----- DATA SHOWN -----

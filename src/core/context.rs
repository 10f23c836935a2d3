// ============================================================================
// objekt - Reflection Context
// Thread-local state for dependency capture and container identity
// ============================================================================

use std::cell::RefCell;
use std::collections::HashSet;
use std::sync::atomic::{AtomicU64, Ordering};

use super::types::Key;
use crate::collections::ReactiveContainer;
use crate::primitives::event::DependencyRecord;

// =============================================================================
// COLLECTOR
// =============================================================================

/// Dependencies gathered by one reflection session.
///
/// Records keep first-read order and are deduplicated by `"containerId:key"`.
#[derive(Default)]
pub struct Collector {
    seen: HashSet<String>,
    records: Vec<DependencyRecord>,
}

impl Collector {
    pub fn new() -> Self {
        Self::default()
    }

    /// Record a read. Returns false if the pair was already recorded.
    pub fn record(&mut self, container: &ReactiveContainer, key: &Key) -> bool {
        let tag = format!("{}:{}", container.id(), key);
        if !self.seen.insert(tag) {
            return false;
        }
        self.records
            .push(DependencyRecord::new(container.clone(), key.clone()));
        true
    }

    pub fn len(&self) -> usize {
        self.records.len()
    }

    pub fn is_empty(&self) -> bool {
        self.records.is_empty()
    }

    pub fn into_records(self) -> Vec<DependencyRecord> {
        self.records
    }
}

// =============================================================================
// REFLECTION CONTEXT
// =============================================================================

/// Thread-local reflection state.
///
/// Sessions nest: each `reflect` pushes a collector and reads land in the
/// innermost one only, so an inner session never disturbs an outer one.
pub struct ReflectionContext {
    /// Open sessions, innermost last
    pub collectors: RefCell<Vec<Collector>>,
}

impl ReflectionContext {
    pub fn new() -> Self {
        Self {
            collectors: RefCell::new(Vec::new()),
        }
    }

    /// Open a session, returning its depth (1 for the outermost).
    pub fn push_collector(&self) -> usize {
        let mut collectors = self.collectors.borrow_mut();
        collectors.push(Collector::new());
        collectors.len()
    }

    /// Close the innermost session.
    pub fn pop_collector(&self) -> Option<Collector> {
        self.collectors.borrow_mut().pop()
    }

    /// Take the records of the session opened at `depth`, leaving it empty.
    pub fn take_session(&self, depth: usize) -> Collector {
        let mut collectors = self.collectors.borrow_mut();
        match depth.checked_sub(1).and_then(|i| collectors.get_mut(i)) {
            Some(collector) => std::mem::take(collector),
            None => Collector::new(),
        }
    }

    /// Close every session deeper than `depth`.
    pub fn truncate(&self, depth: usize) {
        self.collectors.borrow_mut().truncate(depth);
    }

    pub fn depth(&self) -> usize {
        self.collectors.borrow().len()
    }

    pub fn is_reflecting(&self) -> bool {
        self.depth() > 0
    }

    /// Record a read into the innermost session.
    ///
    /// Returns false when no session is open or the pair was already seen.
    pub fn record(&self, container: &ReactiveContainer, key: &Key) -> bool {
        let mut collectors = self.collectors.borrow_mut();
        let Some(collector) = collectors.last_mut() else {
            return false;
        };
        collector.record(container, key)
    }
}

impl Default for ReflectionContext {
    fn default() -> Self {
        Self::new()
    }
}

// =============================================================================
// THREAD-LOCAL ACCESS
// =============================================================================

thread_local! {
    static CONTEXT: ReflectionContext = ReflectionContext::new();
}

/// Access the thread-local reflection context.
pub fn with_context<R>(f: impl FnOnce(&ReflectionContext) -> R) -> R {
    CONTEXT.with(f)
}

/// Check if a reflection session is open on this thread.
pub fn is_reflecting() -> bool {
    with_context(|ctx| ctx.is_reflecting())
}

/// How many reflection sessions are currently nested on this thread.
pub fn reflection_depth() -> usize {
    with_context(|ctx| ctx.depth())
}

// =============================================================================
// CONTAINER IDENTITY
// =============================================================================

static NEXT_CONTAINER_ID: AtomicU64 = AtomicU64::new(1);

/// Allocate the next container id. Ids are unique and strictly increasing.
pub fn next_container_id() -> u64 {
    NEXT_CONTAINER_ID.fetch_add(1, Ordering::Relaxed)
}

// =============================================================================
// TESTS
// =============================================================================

-----

• **TASK REQUIREMENTS**: Exact copies of all the records are to be printed.

• **TASK ANSWER**:
filename src/core/context.rs
repository 10f23c836935a2d3
// ============================================================================
// objekt - Reflection Context
// Thread-local state for dependency capture and container identity
// ============================================================================

use std::cell::RefCell;
use std::collections::HashSet;
use std::sync::atomic::{AtomicU64, Ordering};

use super::types::Key;
use crate::collections::ReactiveContainer;
use crate::primitives::event::DependencyRecord;

// =============================================================================
// COLLECTOR
// =============================================================================

/// Dependencies gathered by one reflection session.
///
/// Records keep first-read order and are deduplicated by `"containerId:key"`.
#[derive(Default)]
pub struct Collector {
    seen: HashSet<String>,
    records: Vec<DependencyRecord>,
}

impl Collector {
    pub fn new() -> Self {
        Self::default()
    }

    /// Record a read. Returns false if the pair was already recorded.
    pub fn record(&mut self, container: &ReactiveContainer, key: &Key) -> bool {
        let tag = format!("{}:{}", container.id(), key);
        if !self.seen.insert(tag) {
            return false;
        }
        self.records
            .push(DependencyRecord::new(container.clone(), key.clone()));
        true
    }

    pub fn len(&self) -> usize {
        self.records.len()
    }

    pub fn is_empty(&self) -> bool {
        self.records.is_empty()
    }

    pub fn into_records(self) -> Vec<DependencyRecord> {
        self.records
    }
}

// =============================================================================
// REFLECTION CONTEXT
// =============================================================================

/// Thread-local reflection state.
///
/// Sessions nest: each `reflect` pushes a collector and reads land in the
/// innermost one only, so an inner session never disturbs an outer one.
pub struct ReflectionContext {
    /// Open sessions, innermost last
    pub collectors: RefCell<Vec<Collector>>,
}

impl ReflectionContext {
    pub fn new() -> Self {
        Self {
            collectors: RefCell::new(Vec::new()),
        }
    }

    /// Open a session, returning its depth (1 for the outermost).
    pub fn push_collector(&self) -> usize {
        let mut collectors = self.collectors.borrow_mut();
        collectors.push(Collector::new());
        collectors.len()
    }

    /// Close the innermost session.
    pub fn pop_collector(&self) -> Option<Collector> {
        self.collectors.borrow_mut().pop()
    }

    /// Take the records of the session opened at `depth`, leaving it empty.
    pub fn take_session(&self, depth: usize) -> Collector {
        let mut collectors = self.collectors.borrow_mut();
        match depth.checked_sub(1).and_then(|i| collectors.get_mut(i)) {
            Some(collector) => std::mem::take(collector),
            None => Collector::new(),
        }
    }

    /// Close every session deeper than `depth`.
    pub fn truncate(&self, depth: usize) {
        self.collectors.borrow_mut().truncate(depth);
    }

    pub fn depth(&self) -> usize {
        self.collectors.borrow().len()
    }

    pub fn is_reflecting(&self) -> bool {
        self.depth() > 0
    }

    /// Record a read into the innermost session.
    ///
    /// Returns false when no session is open or the pair was already seen.
    pub fn record(&self, container: &ReactiveContainer, key: &Key) -> bool {
        let mut collectors = self.collectors.borrow_mut();
        let Some(collector) = collectors.last_mut() else {
            return false;
        };
        collector.record(container, key)
    }
}

impl Default for ReflectionContext {
    fn default() -> Self {
        Self::new()
    }
}

// =============================================================================
// THREAD-LOCAL ACCESS
// =============================================================================

thread_local! {
    static CONTEXT: ReflectionContext = ReflectionContext::new();
}

/// Access the thread-local reflection context.
pub fn with_context<R>(f: impl FnOnce(&ReflectionContext) -> R) -> R {
    CONTEXT.with(f)
}

/// Check if a reflection session is open on this thread.
pub fn is_reflecting() -> bool {
    with_context(|ctx| ctx.is_reflecting())
}

/// How many reflection sessions are currently nested on this thread.
pub fn reflection_depth() -> usize {
    with_context(|ctx| ctx.depth())
}

// =============================================================================
// CONTAINER IDENTITY
// =============================================================================

static NEXT_CONTAINER_ID: AtomicU64 = AtomicU64::new(1);

/// Allocate the next container id. Ids are unique and strictly increasing.
pub fn next_container_id() -> u64 {
    NEXT_CONTAINER_ID.fetch_add(1, Ordering::Relaxed)
}

// =============================================================================
// TESTS
// =============================================================================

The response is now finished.